> **Required work**: The records that follow must be repeated verbatim, every one of them.

> **Collected data**:
☆ ☆ ☆ ☆ ☆ ☆ ☆
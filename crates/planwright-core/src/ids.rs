//! Identifier generation for plans and checkpoints.
//!
//! Identifier generation is passed around as a capability rather than called
//! as a global, so tests can substitute a deterministic source.

use std::sync::atomic::{AtomicU64, Ordering};

use uuid::Uuid;

/// Source of fresh, session-unique identifiers.
pub trait IdGenerator: Send + Sync {
    fn next_id(&self) -> String;
}

/// Random UUID v4 identifiers.
#[derive(Debug, Default, Clone, Copy)]
pub struct UuidGenerator;

impl IdGenerator for UuidGenerator {
    fn next_id(&self) -> String {
        Uuid::new_v4().to_string()
    }
}

/// Monotonic `<prefix>-<n>` identifiers, starting at 1.
#[derive(Debug)]
pub struct SequentialIds {
    prefix: String,
    counter: AtomicU64,
}

impl SequentialIds {
    pub fn new(prefix: impl Into<String>) -> Self {
        Self {
            prefix: prefix.into(),
            counter: AtomicU64::new(0),
        }
    }
}

impl Default for SequentialIds {
    fn default() -> Self {
        Self::new("id")
    }
}

impl IdGenerator for SequentialIds {
    fn next_id(&self) -> String {
        let n = self.counter.fetch_add(1, Ordering::Relaxed) + 1;
        format!("{}-{n}", self.prefix)
    }
}

#[cfg(test)]
mod tests {
    use std::collections::HashSet;

    use super::*;

    #[test]
    fn test_sequential_ids_are_monotonic() {
        let ids = SequentialIds::new("cp");
        assert_eq!(ids.next_id(), "cp-1");
        assert_eq!(ids.next_id(), "cp-2");
        assert_eq!(ids.next_id(), "cp-3");
    }

    #[test]
    fn test_uuid_ids_do_not_collide() {
        let ids = UuidGenerator;
        let generated: HashSet<String> = (0..256).map(|_| ids.next_id()).collect();
        assert_eq!(generated.len(), 256);
    }
}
☆ ☆ ☆ ☆ ☆ ☆ ☆
> **Response to this task**:
filename crates/planwright-core/src/ids.rs
//! Identifier generation for plans and checkpoints.
//!
//! Identifier generation is passed around as a capability rather than called
//! as a global, so tests can substitute a deterministic source.

use std::sync::atomic::{AtomicU64, Ordering};

use uuid::Uuid;

/// Source of fresh, session-unique identifiers.
pub trait IdGenerator: Send + Sync {
    fn next_id(&self) -> String;
}

/// Random UUID v4 identifiers.
#[derive(Debug, Default, Clone, Copy)]
pub struct UuidGenerator;

impl IdGenerator for UuidGenerator {
    fn next_id(&self) -> String {
        Uuid::new_v4().to_string()
    }
}

/// Monotonic `<prefix>-<n>` identifiers, starting at 1.
#[derive(Debug)]
pub struct SequentialIds {
    prefix: String,
    counter: AtomicU64,
}

impl SequentialIds {
    pub fn new(prefix: impl Into<String>) -> Self {
        Self {
            prefix: prefix.into(),
            counter: AtomicU64::new(0),
        }
    }
}

impl Default for SequentialIds {
    fn default() -> Self {
        Self::new("id")
    }
}

impl IdGenerator for SequentialIds {
    fn next_id(&self) -> String {
        let n = self.counter.fetch_add(1, Ordering::Relaxed) + 1;
        format!("{}-{n}", self.prefix)
    }
}

#[cfg(test)]
mod tests {
    use std::collections::HashSet;

    use super::*;

    #[test]
    fn test_sequential_ids_are_monotonic() {
        let ids = SequentialIds::new("cp");
        assert_eq!(ids.next_id(), "cp-1");
        assert_eq!(ids.next_id(), "cp-2");
        assert_eq!(ids.next_id(), "cp-3");
    }

    #[test]
    fn test_uuid_ids_do_not_collide() {
        let ids = UuidGenerator;
        let generated: HashSet<String> = (0..256).map(|_| ids.next_id()).collect();
        assert_eq!(generated.len(), 256);
    }
}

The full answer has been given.